Directions - Read through the records below and copy each line that uses the word "ObjectInner".

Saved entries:
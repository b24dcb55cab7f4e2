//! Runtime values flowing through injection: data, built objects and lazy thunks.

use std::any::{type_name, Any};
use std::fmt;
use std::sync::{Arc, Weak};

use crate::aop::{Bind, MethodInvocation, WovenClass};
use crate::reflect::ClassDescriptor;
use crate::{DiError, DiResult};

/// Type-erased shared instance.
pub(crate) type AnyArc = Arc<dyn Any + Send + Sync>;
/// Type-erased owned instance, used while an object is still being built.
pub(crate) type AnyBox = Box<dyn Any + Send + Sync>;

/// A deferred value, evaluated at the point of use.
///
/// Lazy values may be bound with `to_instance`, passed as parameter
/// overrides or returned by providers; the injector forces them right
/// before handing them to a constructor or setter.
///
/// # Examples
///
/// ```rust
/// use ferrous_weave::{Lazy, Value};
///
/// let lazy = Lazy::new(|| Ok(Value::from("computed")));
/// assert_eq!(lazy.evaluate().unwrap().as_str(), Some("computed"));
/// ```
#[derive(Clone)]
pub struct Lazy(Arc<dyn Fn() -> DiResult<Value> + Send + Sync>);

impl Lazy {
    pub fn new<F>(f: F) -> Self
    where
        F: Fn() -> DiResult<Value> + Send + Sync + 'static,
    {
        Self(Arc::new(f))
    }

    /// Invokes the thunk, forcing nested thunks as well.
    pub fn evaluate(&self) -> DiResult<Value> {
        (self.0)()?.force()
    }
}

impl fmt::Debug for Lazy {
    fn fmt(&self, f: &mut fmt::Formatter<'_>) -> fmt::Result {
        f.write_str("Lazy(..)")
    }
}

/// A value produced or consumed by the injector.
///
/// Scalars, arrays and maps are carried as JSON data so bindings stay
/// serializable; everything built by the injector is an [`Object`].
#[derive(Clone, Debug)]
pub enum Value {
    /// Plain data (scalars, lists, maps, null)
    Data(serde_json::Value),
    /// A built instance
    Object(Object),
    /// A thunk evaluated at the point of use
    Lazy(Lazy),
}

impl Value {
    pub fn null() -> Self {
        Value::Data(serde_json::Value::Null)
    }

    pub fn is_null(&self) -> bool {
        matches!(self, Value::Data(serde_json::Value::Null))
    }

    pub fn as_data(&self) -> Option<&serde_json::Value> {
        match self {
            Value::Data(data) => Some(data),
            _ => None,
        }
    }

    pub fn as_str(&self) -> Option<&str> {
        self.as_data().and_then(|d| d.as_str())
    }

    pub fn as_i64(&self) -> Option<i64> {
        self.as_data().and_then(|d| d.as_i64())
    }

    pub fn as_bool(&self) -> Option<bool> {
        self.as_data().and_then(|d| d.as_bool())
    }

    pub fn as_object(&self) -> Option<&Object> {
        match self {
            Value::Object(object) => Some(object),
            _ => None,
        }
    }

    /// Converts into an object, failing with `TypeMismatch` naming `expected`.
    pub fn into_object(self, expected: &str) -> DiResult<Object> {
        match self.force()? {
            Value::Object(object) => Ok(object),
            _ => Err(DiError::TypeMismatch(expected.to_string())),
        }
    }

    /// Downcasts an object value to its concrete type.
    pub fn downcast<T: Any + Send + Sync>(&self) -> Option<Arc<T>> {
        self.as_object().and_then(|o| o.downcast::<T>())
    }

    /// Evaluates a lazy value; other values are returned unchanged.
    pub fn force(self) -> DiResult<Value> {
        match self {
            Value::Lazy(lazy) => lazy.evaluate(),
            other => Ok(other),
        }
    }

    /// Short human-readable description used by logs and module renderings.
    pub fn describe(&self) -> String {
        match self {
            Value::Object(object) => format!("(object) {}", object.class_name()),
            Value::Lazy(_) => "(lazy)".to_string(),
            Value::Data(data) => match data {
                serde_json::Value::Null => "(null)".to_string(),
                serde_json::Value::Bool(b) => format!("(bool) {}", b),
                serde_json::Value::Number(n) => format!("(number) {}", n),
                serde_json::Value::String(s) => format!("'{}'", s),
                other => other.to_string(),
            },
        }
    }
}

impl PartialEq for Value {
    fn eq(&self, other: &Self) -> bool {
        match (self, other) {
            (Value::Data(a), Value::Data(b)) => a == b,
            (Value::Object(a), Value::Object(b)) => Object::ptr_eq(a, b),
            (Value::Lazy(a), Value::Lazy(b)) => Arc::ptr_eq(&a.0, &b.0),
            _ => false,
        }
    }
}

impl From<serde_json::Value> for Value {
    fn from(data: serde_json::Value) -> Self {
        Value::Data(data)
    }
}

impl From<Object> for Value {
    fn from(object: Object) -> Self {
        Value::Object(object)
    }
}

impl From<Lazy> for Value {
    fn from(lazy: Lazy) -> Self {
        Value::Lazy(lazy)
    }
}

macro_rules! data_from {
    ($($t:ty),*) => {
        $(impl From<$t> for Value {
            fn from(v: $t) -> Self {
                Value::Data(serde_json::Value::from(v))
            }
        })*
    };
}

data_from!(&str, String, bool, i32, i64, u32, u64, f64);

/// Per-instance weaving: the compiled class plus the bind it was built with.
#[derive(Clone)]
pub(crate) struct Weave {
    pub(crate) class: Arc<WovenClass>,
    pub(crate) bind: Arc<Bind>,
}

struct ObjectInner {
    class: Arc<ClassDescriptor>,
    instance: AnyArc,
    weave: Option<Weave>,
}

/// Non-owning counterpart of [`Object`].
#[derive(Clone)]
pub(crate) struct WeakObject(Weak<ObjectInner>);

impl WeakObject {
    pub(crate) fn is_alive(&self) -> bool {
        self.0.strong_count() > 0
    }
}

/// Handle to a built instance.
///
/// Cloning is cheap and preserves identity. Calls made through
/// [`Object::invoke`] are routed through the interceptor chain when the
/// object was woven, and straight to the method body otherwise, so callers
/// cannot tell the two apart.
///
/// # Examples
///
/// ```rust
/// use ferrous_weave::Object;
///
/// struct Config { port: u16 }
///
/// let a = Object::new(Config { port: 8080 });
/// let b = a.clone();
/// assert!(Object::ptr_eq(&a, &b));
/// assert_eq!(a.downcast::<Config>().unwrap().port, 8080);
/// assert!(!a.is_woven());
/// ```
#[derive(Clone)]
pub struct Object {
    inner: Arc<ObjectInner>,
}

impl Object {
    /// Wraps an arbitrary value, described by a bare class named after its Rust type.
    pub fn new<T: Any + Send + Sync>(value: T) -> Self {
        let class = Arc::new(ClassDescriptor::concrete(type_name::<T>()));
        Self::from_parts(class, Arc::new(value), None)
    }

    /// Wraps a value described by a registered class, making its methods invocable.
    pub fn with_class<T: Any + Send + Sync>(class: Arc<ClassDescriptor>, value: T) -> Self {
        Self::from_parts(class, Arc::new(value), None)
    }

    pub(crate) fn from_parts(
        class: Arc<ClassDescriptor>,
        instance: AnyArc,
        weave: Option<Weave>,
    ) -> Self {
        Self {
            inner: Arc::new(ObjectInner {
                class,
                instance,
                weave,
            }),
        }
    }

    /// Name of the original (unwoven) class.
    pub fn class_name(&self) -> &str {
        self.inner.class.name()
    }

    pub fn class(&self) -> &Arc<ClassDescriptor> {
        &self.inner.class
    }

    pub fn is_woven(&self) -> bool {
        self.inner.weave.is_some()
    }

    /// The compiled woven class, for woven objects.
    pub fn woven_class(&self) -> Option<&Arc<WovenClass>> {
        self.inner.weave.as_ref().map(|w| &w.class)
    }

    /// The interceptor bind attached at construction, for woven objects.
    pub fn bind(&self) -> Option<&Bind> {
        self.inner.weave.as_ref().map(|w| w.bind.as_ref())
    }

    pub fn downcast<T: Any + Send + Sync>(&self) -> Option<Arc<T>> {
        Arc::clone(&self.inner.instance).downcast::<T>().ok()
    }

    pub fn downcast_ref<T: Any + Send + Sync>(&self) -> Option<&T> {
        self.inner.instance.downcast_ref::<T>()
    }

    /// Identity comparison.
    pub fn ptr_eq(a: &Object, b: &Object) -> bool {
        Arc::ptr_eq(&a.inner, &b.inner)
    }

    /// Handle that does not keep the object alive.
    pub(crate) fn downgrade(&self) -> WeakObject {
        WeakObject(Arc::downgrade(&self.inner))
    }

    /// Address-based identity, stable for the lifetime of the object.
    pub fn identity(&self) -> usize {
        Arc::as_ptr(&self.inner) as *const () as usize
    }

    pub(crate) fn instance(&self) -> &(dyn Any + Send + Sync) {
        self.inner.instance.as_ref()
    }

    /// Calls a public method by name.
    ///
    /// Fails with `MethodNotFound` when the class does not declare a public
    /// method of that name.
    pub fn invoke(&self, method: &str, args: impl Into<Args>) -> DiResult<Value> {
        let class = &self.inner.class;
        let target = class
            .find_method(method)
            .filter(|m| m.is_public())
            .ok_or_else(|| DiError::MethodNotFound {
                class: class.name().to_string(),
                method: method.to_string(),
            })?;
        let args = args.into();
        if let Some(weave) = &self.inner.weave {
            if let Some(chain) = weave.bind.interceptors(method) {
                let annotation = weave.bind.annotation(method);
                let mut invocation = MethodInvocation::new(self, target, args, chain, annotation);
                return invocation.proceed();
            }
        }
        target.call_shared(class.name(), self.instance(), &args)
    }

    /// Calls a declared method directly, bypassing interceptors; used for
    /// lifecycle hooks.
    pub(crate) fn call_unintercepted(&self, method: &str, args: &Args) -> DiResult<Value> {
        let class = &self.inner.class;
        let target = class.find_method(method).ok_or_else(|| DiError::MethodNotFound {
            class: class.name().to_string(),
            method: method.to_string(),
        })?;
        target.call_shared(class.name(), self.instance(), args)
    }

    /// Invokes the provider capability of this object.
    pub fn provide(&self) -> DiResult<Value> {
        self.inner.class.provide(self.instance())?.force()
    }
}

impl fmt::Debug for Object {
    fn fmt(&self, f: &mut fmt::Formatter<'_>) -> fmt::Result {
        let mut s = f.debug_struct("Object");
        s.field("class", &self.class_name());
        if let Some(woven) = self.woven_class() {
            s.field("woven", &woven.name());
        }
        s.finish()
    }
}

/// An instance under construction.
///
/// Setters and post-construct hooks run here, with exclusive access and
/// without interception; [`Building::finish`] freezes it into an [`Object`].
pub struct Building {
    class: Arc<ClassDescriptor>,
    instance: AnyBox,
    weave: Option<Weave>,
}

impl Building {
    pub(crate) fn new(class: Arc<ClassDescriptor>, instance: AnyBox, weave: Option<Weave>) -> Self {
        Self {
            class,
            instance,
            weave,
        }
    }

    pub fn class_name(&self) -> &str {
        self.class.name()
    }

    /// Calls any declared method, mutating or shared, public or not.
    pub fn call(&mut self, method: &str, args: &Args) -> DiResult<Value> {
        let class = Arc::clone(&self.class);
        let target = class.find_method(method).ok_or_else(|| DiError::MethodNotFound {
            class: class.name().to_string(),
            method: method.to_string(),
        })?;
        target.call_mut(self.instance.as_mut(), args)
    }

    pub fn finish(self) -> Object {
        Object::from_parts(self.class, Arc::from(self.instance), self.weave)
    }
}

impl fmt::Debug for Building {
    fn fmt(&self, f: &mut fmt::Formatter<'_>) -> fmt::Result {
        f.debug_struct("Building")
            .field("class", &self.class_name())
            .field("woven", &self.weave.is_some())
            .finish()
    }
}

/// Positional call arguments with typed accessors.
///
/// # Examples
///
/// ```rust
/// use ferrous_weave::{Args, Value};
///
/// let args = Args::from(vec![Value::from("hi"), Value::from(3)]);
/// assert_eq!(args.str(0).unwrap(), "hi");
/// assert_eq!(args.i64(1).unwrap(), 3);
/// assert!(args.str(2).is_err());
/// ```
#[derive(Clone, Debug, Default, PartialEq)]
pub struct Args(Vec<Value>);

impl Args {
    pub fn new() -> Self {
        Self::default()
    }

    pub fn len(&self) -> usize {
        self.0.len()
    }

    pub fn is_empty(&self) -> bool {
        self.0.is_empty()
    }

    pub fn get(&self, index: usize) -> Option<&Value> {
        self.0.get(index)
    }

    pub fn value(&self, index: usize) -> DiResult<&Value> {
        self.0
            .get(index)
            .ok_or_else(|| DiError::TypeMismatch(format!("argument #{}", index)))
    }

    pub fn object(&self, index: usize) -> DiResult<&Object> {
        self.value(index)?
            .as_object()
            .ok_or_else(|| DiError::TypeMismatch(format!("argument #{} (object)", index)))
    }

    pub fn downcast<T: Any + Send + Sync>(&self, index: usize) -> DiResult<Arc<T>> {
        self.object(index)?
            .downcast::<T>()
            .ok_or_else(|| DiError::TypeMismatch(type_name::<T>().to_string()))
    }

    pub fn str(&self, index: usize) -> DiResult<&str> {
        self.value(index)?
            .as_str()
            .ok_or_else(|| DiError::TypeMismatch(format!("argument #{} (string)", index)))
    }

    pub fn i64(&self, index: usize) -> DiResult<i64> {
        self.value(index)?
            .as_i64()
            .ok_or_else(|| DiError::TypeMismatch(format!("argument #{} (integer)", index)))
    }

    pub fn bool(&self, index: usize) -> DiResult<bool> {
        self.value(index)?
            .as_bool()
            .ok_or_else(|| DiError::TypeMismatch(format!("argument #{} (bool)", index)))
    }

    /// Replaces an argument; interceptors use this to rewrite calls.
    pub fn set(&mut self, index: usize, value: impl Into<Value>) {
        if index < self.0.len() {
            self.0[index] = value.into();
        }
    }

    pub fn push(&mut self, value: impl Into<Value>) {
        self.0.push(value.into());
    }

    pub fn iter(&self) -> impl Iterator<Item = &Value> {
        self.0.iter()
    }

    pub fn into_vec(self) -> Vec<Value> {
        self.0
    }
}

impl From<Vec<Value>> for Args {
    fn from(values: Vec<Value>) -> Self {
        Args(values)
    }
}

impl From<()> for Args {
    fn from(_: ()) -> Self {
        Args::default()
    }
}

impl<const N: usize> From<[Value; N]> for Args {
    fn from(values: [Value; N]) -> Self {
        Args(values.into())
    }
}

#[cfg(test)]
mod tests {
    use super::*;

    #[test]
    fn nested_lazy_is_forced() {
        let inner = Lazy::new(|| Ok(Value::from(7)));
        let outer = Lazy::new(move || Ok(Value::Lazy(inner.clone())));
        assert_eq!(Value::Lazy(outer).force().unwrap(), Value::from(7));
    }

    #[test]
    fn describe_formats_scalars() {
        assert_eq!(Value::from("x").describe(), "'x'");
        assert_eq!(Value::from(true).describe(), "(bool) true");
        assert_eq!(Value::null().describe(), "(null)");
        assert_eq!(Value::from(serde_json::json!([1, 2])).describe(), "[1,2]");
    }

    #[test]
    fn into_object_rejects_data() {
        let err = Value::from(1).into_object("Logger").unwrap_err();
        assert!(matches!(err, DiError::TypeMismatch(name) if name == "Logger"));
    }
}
==
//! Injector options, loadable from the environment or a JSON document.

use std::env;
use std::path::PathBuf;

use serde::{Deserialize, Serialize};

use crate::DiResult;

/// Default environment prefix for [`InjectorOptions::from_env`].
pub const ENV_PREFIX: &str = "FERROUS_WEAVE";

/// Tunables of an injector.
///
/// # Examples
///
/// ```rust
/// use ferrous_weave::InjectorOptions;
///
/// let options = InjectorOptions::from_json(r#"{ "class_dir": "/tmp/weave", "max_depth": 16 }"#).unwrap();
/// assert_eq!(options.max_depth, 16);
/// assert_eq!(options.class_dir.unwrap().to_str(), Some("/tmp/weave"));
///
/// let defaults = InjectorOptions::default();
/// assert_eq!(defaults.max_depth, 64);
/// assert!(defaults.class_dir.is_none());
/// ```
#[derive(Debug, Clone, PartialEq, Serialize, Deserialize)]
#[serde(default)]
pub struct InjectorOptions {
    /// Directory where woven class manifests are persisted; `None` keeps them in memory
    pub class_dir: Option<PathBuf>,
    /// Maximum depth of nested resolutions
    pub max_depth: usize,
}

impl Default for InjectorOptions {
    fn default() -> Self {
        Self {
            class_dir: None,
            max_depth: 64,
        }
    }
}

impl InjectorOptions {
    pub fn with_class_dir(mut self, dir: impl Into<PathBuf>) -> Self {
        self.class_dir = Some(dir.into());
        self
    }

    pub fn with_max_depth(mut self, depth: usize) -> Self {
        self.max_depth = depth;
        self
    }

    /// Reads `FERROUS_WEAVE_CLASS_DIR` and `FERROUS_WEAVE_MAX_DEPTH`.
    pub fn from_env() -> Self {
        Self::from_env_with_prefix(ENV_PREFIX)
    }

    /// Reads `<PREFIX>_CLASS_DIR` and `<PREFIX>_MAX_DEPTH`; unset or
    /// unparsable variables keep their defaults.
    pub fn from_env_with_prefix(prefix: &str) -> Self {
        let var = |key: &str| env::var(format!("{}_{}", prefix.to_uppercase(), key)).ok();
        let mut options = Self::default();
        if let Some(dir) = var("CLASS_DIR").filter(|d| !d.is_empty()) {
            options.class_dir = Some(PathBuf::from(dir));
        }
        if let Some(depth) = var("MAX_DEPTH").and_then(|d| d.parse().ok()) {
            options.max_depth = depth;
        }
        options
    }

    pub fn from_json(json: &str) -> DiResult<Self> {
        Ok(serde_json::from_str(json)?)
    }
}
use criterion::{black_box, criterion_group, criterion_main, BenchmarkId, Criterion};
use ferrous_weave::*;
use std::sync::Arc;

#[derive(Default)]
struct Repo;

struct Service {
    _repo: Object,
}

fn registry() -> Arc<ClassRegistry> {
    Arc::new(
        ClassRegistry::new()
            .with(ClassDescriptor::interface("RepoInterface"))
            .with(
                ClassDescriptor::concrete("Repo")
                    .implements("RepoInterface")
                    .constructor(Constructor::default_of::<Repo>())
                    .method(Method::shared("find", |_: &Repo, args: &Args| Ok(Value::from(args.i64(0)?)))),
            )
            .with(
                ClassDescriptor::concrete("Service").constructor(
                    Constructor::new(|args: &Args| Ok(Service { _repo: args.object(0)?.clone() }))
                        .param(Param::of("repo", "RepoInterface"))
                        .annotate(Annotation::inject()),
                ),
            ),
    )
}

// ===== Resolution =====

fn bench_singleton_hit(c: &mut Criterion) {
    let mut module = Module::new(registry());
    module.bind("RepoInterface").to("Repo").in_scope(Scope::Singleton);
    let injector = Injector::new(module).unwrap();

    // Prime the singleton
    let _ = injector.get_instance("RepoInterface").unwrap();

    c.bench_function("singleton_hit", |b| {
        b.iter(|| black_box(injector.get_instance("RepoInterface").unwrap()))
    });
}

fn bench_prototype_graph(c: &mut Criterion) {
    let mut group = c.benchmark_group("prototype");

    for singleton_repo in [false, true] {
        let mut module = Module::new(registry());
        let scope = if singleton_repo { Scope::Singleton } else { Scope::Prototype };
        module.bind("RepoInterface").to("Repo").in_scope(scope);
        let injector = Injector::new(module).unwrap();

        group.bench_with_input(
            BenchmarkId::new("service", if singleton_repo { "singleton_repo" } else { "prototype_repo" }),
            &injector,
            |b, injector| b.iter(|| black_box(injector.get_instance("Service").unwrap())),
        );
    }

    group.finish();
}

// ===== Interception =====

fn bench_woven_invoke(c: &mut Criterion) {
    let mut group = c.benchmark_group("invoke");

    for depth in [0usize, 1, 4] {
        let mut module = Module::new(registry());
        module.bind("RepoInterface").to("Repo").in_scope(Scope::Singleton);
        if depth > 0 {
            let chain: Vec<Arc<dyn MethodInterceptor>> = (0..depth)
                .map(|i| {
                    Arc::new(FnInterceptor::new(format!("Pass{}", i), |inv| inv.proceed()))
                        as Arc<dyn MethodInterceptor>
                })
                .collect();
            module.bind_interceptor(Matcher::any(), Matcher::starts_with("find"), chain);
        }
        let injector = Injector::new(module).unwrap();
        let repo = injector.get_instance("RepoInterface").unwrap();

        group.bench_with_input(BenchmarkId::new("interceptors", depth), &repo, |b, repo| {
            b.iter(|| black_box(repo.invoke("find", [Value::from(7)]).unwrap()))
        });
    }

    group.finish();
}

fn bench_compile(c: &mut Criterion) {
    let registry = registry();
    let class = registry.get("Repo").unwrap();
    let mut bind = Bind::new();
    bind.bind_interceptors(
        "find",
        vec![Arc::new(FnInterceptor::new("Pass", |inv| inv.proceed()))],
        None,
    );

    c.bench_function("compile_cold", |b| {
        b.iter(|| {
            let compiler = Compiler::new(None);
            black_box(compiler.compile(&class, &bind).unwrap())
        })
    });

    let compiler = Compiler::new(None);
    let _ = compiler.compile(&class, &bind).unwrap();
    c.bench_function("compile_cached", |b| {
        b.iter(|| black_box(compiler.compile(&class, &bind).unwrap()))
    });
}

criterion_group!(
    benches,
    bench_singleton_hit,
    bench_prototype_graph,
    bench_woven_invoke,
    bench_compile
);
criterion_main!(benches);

Result below -
struct ObjectInner {
pub(crate) struct WeakObject(Weak<ObjectInner>);
    inner: Arc<ObjectInner>,
            inner: Arc::new(ObjectInner {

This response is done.